Iowa lawmakers this afternoon will review a list of 300 Iowa streams the Department of Natural Resources has ruled do not deserve the highest level of environmental protection. Environmentalists argue against the move, but others say taxpayers will end up saving money that would otherwise be spent cleaning up waterways.

DNR water quality supervisor Lori McDaniel says the little stream that runs through a pasture doesn’t always deserve the same classification as the Mississippi River. "If someone’s going to have full-body contact and be swimming in there that means a little different type of protection than if you’re just going to do a little fishing and it’s not deep enough to immerse your whole body in the water," she says.

McDaniel’s agency is presenting lawmakers will a list of nearly three-hundred streams they say do not deserve the highest classification of "fishable and swimmable." That’s important, because the discharge standards for wastewater treatment facilities upstream are tougher when a stream is classified as "fishable and swimmable." Susan Heathcote of the Iowa Environmental Council says a number of small streams are commonly used by children, and deserve the higher-level of protection.

"For example (at) a campground in a rural area: what are those kids doing while mom and dad are fishing, you know, in the stream or the river? They’re probably finding a shallow area and they’re splashing around and playing," Heathcote says. "So those very small streams need to be protected in those kinds of public use areas and certainly the rural communities." Heathcote admits part of the problem is the workload.

The DNR. has been given a short period of time to assess 1,500 stream segments across the state and if children aren’t playing in the water on the day a technician visits, they may assure kids don’t play in the stream. Heathcote says the state can’t afford to get this wrong.

"To assure that people who get out and use the rivers for recreation are going do that safely and they’re not going to be, you know, subjected to unsafe levels of bacteria that could make them sick," she says. But the DNR’s Lori McDaniel says her staff is making every effort to ask local residents how their waterways are used. McDaniel says even if a river or stream is not designated for swimming, it still will be afforded new environmental protections. She says many Iowa cities and towns are facing expensive upgrades to their wastewater treatment systems to comply with new ammonia and disinfection standards.

"Sometimes I see us having to balance between economic impact and environmental concerns," she says, "and we really want to move forward in the best way we can." Lenox is southwest Iowa is one of those cities facing an upgrade. City administration Karen Zabel worries about how the town will pay for it. Many of the 1,400 residents in Lenox are elderly and Zabel says they cannot afford a big increase in their sewer bill.

"If we get to the point where all of the taxes, the cost of living and things are to high we have that fear that people may start moving, if nothing else, just to the rural areas," Zabel says.
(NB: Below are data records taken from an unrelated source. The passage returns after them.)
#[cfg(test)]
mod tests {
    use super::*;
    use crate::ecs::components::{Health, Position};
    use menagerie_common::{AggressionLevel, Archetype};
    use tracing_test::traced_test;

    struct Fixture {
        world: GameWorld,
        registry: EntityRegistry,
        owner: PlayerId,
        id: CompanionId,
        entity: EcsEntity,
    }

    fn fixture(archetype: Archetype) -> Fixture {
        let mut world = GameWorld::new();
        let mut registry = EntityRegistry::new();
        let owner = PlayerId::new();
        let id = CompanionId::new();
        let mut companion = Companion::new(id, archetype, 0);
        companion.tame(owner);
        let entity = world.spawn((companion, Position::default(), Health::new(20.0)));
        registry.register(entity, id).unwrap();
        Fixture {
            world,
            registry,
            owner,
            id,
            entity,
        }
    }

    fn snapshot_bytes(f: &Fixture) -> Vec<u8> {
        let record = f.world.get::<&Companion>(f.entity).unwrap();
        let health = f.world.get::<&Health>(f.entity).unwrap();
        record.snapshot(Some(&health)).encode().unwrap()
    }

    #[test]
    fn test_owner_toggles_stay() {
        let mut f = fixture(Archetype::Follower);
        let outcome = handle_message(
            &mut f.world,
            &f.registry,
            f.owner,
            ClientMessage::Command {
                companion: f.id,
                command: CompanionCommand::ToggleStay,
            },
        );
        assert!(matches!(outcome, CommandOutcome::Applied { .. }));
        assert!(f.world.get::<&Companion>(f.entity).unwrap().ordered_to_stay);
        assert!(f.world.get::<&Dirty>(f.entity).is_ok());
    }

    #[traced_test]
    #[test]
    fn test_non_owner_is_rejected_without_change() {
        let mut f = fixture(Archetype::Guard);
        let before = snapshot_bytes(&f);
        let stranger = PlayerId::new();

        for command in [
            CompanionCommand::ToggleStay,
            CompanionCommand::CycleAggression,
            CompanionCommand::SetAggression(AggressionLevel::Passive),
        ] {
            let outcome = handle_message(
                &mut f.world,
                &f.registry,
                stranger,
                ClientMessage::Command {
                    companion: f.id,
                    command,
                },
            );
            assert!(matches!(
                outcome,
                CommandOutcome::Rejected(CommandError::NotOwner { .. })
            ));
        }

        assert_eq!(snapshot_bytes(&f), before);
        assert!(f.world.get::<&Dirty>(f.entity).is_err());
        assert!(logs_contain("does not own companion"));
    }

    #[test]
    fn test_set_unsupported_aggression_is_unchanged() {
        let mut f = fixture(Archetype::Collector);
        let outcome = handle_message(
            &mut f.world,
            &f.registry,
            f.owner,
            ClientMessage::Command {
                companion: f.id,
                command: CompanionCommand::SetAggression(AggressionLevel::Aggressive),
            },
        );
        assert!(matches!(outcome, CommandOutcome::Unchanged { .. }));
        assert_eq!(
            f.world.get::<&Companion>(f.entity).unwrap().aggression(),
            AggressionLevel::Passive
        );
    }

    #[test]
    fn test_unknown_companion() {
        let mut f = fixture(Archetype::Collector);
        let outcome = handle_message(
            &mut f.world,
            &f.registry,
            f.owner,
            ClientMessage::Command {
                companion: CompanionId::new(),
                command: CompanionCommand::ToggleStay,
            },
        );
        assert!(matches!(
            outcome,
            CommandOutcome::Rejected(CommandError::UnknownCompanion(_))
        ));
    }

    #[traced_test]
    #[test]
    fn test_garbage_bytes_are_rejected() {
        let mut f = fixture(Archetype::Collector);
        let outcome = handle_raw_message(&mut f.world, &f.registry, f.owner, b"{not json");
        assert!(matches!(
            outcome,
            CommandOutcome::Rejected(CommandError::Malformed(_))
        ));
        assert!(logs_contain("Undecodable message"));
    }

    #[test]
    fn test_skin_validation() {
        assert_eq!(validate_skin("fox", "default").unwrap(), SkinSource::Default);
        assert_eq!(
            validate_skin("https://example.com/skin.png", "url").unwrap(),
            SkinSource::Url
        );
        assert_eq!(validate_skin("Notch_42", "player").unwrap(), SkinSource::Player);

        assert!(validate_skin("", "default").is_err());
        assert!(validate_skin("ftp://example.com/skin.png", "url").is_err());
        assert!(validate_skin("way_too_long_player_name", "player").is_err());
        assert!(validate_skin("bad name", "player").is_err());
        assert!(validate_skin("fox", "texture").is_err());
    }

    #[test]
    fn test_skin_change_applies_or_waits_for_profile() {
        let mut f = fixture(Archetype::Healer);
        let outcome = handle_message(
            &mut f.world,
            &f.registry,
            f.owner,
            ClientMessage::SkinChange {
                companion: f.id,
                reference: "https://example.com/a.png".into(),
                source: "url".into(),
                profile: None,
            },
        );
        assert!(matches!(outcome, CommandOutcome::Applied { .. }));
        assert_eq!(
            f.world.get::<&Companion>(f.entity).unwrap().skin.source,
            SkinSource::Url
        );

        let outcome = handle_message(
            &mut f.world,
            &f.registry,
            f.owner,
            ClientMessage::SkinChange {
                companion: f.id,
                reference: "Steve".into(),
                source: "player".into(),
                profile: None,
            },
        );
        match outcome {
            CommandOutcome::ProfilePending { player_name, .. } => assert_eq!(player_name, "Steve"),
            other => panic!("unexpected outcome {:?}", other),
        }
        assert_eq!(
            f.world.get::<&Companion>(f.entity).unwrap().skin.source,
            SkinSource::Url
        );
    }

    #[test]
    fn test_supplied_profile_must_match_player() {
        let mut f = fixture(Archetype::Supporter);
        let profile = |name: &str| ResolvedProfile {
            id: uuid::Uuid::new_v4(),
            name: name.to_string(),
            texture: None,
        };
        let id = f.id;
        let skin_change = |reference: &str, name: &str| ClientMessage::SkinChange {
            companion: id,
            reference: reference.into(),
            source: "player".into(),
            profile: Some(profile(name)),
        };

        let before = snapshot_bytes(&f);
        let outcome = handle_message(
            &mut f.world,
            &f.registry,
            f.owner,
            skin_change("Steve", "Herobrine"),
        );
        assert!(matches!(
            outcome,
            CommandOutcome::Rejected(CommandError::InvalidSkin(_))
        ));
        assert_eq!(snapshot_bytes(&f), before);

        let outcome = handle_message(
            &mut f.world,
            &f.registry,
            f.owner,
            skin_change("steve", "Steve"),
        );
        assert!(matches!(outcome, CommandOutcome::Applied { .. }));
        let record = f.world.get::<&Companion>(f.entity).unwrap();
        assert_eq!(record.skin.source, SkinSource::Player);
        assert_eq!(record.skin.profile.as_ref().unwrap().name, "Steve");
    }
}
The state has set aside $4 million a year to help communities bring their water water treatment facilities into compliance, but Zabel says that won’t go far if a single upgrade costs a million dollars.

Zabel’s inclined to disagree with environmentalists who complain the streams aren’t getting enough protection. "We all want better water quality, but I think maybe some other standards aren’t really going to help us out that much," Zabel says. "I mean we are putting our water into a very small stream that’s even an unnamed stream. I think our feeling with our engineer was the cost that is going to cost a city to upgrade is not going to be that beneficial for the water quality." The legislature’s Administrative Rules Review Committee will consider these issues at its meeting this afternoon at the statehouse.